知人に津波や地震で家族を亡くした人もいます。
家を失った人もいます。原発の避難区域に入って家に帰れない人も今も大勢います。
福島県の新聞は3月11日から今年一年、震災関係のことが新聞の一面に載らなかった日は本当に数えるほどです。
でも、全国紙は既に震災の話題が載ることすら稀。
yahooのニュースも頻出トピックに震災の文字も、原発の文字もありません。

震災直後いわき市の市長さんが、
「いわきは地震、津波、原発、風評被害の四重苦に苦しめられている」
と言いました。
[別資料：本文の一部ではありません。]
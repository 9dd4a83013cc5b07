use std::fmt::Display;

use owo_colors::OwoColorize;
use owo_colors::Stream::Stdout;

use crate::CliError;
use crate::settings::{Setting, Settings, user_settings_path};

fn show_setting<T: Display>(label: &str, setting: &Setting<T>) {
    log::info!(
        "  {:<14} {} {}",
        label,
        setting.value,
        format!("({})", setting.source).if_supports_color(Stdout, |t| t.dimmed()),
    );
}

/// Print every effective setting and where it came from.
pub(crate) fn run_config_show(settings: &Settings) -> Result<(), CliError> {
    log::info!(
        "{}",
        "Effective settings".if_supports_color(Stdout, |t| t.bold())
    );
    match &settings.file {
        Some(path) => log::info!("  Settings file: {}", path.display()),
        None => log::info!(
            "  Settings file: {}",
            "(none)".if_supports_color(Stdout, |t| t.dimmed())
        ),
    }
    crate::log_blank();

    let display = |s: &Setting<std::path::PathBuf>| Setting {
        value: s.value.display().to_string(),
        source: s.source.clone(),
    };
    show_setting("data_dir", &display(&settings.data_dir));
    show_setting("output_dir", &display(&settings.output_dir));
    show_setting("database", &display(&settings.database));
    show_setting("public_prefix", &settings.public_prefix);
    show_setting("currency", &settings.currency);
    show_setting("workers", &settings.workers);

    let paths = settings.catalog_paths();
    crate::log_blank();
    log::info!("  inbox:    {}", paths.inbox_dir.display());
    log::info!("  uploads:  {}", paths.uploads_dir.display());
    log::info!("  archive:  {}", paths.archive_dir.display());
    Ok(())
}

/// Print the per-user settings file location.
pub(crate) fn run_config_path() -> Result<(), CliError> {
    match user_settings_path() {
        Some(path) => {
            let status = if path.exists() { "exists" } else { "not created" };
            log::info!("{} ({})", path.display(), status);
            Ok(())
        }
        None => Err(CliError::config(
            "Could not determine the user configuration directory",
        )),
    }
}
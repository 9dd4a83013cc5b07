use shelfsync_catalog::types::RowErrorKind;
use shelfsync_import::*;

fn read(csv: &str) -> Result<Batch, CsvError> {
    read_batch_from(csv.as_bytes())
}

#[test]
fn reads_required_and_optional_columns() {
    let batch = read(
        "category,category_slug,sku,name,price,in_stock,product_slug
Арматура,,SKU-001,Арматура 12мм A500C,59990,true,
Арматура,,SKU-002,Арматура 10мм,\"41 500,50\",нет,armatura-10-a500c
",
    )
    .unwrap();

    assert_eq!(batch.total_rows, 2);
    assert!(batch.errors.is_empty());
    assert!(batch.warnings.is_empty());

    let first = &batch.rows[0];
    assert_eq!(first.line, 2);
    assert_eq!(first.category, "Арматура");
    assert_eq!(first.category_slug, None);
    assert_eq!(first.price, Some(59990.0));
    assert!(first.in_stock);
    assert_eq!(first.product_slug, None);

    let second = &batch.rows[1];
    assert_eq!(second.line, 3);
    assert_eq!(second.price, Some(41500.5));
    assert!(!second.in_stock);
    assert_eq!(second.product_slug.as_deref(), Some("armatura-10-a500c"));
}

#[test]
fn headers_are_trimmed_case_insensitive_and_bom_tolerant() {
    let batch = read("\u{feff} Category , SKU,NAME \nТрубы,T-1,Труба 20\n").unwrap();
    assert_eq!(batch.rows.len(), 1);
    assert_eq!(batch.rows[0].sku, "T-1");
    assert_eq!(batch.rows[0].category, "Трубы");
}

#[test]
fn missing_required_column_is_fatal() {
    match read("category,name\nТрубы,Труба 20\n") {
        Err(CsvError::MissingColumns(cols)) => assert_eq!(cols, vec!["sku".to_string()]),
        other => panic!("expected missing column error, got {other:?}"),
    }
}

#[test]
fn empty_file_is_fatal() {
    match read("") {
        Err(CsvError::MissingColumns(cols)) => assert_eq!(cols.len(), 3),
        other => panic!("expected missing column error, got {other:?}"),
    }
}

#[test]
fn rows_missing_required_fields_are_skipped() {
    let batch = read(
        "category,sku,name
Трубы,T-1,Труба 20
Трубы,,Труба 25
,T-3,Труба 32
Трубы,T-4,
",
    )
    .unwrap();

    assert_eq!(batch.total_rows, 4);
    assert_eq!(batch.rows.len(), 1);
    let kinds: Vec<(u64, &RowErrorKind)> = batch.errors.iter().map(|e| (e.line, &e.kind)).collect();
    assert_eq!(
        kinds,
        vec![
            (3, &RowErrorKind::MissingField("sku")),
            (4, &RowErrorKind::MissingField("category")),
            (5, &RowErrorKind::MissingField("name")),
        ]
    );
    assert_eq!(batch.errors[2].sku.as_deref(), Some("T-4"));
}

#[test]
fn duplicate_sku_keeps_first_row() {
    let batch = read(
        "category,sku,name
Трубы,T-1,Труба 20
Трубы,T-1,Труба 20 (copy)
",
    )
    .unwrap();

    assert_eq!(batch.rows.len(), 1);
    assert_eq!(batch.rows[0].name, "Труба 20");
    assert_eq!(batch.errors.len(), 1);
    assert_eq!(batch.errors[0].kind, RowErrorKind::DuplicateSku);
    assert_eq!(batch.errors[0].line, 3);
}

#[test]
fn bad_price_and_stock_are_warnings() {
    let batch = read(
        "category,sku,name,price,in_stock
Трубы,T-1,Труба 20,-5,
Трубы,T-2,Труба 25,дорого,maybe
",
    )
    .unwrap();

    assert_eq!(batch.rows.len(), 2);
    assert!(batch.errors.is_empty());

    assert_eq!(batch.rows[0].price, None);
    assert!(batch.rows[0].in_stock, "empty in_stock means in stock");
    assert_eq!(batch.rows[1].price, None);
    assert!(!batch.rows[1].in_stock);

    let lines: Vec<u64> = batch.warnings.iter().map(|w| w.line).collect();
    assert_eq!(lines, vec![2, 3, 3]);
}

#[test]
fn blank_records_are_ignored() {
    let batch = read("category,sku,name\n\n,,\nТрубы,T-1,Труба 20\n").unwrap();
    assert_eq!(batch.total_rows, 1);
    assert_eq!(batch.rows.len(), 1);
    assert!(batch.errors.is_empty());
}

#[test]
fn invalid_utf8_record_is_a_row_error() {
    let mut bytes = b"category,sku,name\n".to_vec();
    bytes.extend_from_slice(b"\xff\xfe,T-1,bad\n");
    bytes.extend_from_slice("Трубы,T-2,Труба 25\n".as_bytes());

    let batch = read_batch_from(bytes.as_slice()).unwrap();
    assert_eq!(batch.rows.len(), 1);
    assert_eq!(batch.rows[0].sku, "T-2");
    assert_eq!(batch.errors.len(), 1);
    assert!(matches!(batch.errors[0].kind, RowErrorKind::Malformed(_)));
}

#[test]
fn reads_from_file() {
    let dir = tempfile::tempdir().unwrap();
    let path = dir.path().join("batch.csv");
    std::fs::write(&path, "category,sku,name\nТрубы,T-1,Труба 20\n").unwrap();

    let batch = read_batch(&path).unwrap();
    assert_eq!(batch.rows.len(), 1);

    assert!(matches!(
        read_batch(&dir.path().join("missing.csv")),
        Err(CsvError::Io(_))
    ));
}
これからは徐々にそれに「忘却、風化」が加わっていくのかもしれないと思います。
放射能の問題ももう週刊誌の話題にもならなくなってきました。
ですが、何も終わっていないし、本当に始まってもいない。
それが被災地と呼ばれる地の確かな現状でもあります。

紅白歌合戦に出場した猪苗代湖ズの方がこうおっしゃっていました。
「「あと何時間かで新しい年がやってきますが、まだ何も終わっていないんですよ。悔しい思いでいっぱいです。福島のことを忘れてもらわないよう来ました」
私達、普通の生活ができる者の事は忘れてもいいです。
でも、そんな者達でも放射能の恐怖はいつも付きまとう。
まして、避難地域の方たちは住み慣れたところを離れ、先の見通しが立たないまま暮らしています。
そういう人達がいることを、福島を、フクシマではなく福島を、どうか忘れないで欲しいと思います。
心から、願います。

福島に偏見を持つ人は確かにいますが、実はそんな人は以外に少ないのだと私は思っています。
友人たちは勿論、今まで出会った多くの人達も福島だからと、貶したりすることはほとんどありませんでした。
福島も、東北もたくさんの人に支えられています。
私などが言うことではありませんが、本当にありがとうございました。
これからも、どうぞよろしくお願いします。

紅白を見て、除夜の鐘を聞きながら今日は一人静かに新年を迎えます。
2011年を私達は決して忘れません。

あけましておめでとうは言えないけれど、皆様の新年がより良い年になることを願い、祈っています。


心からの感謝をこめて。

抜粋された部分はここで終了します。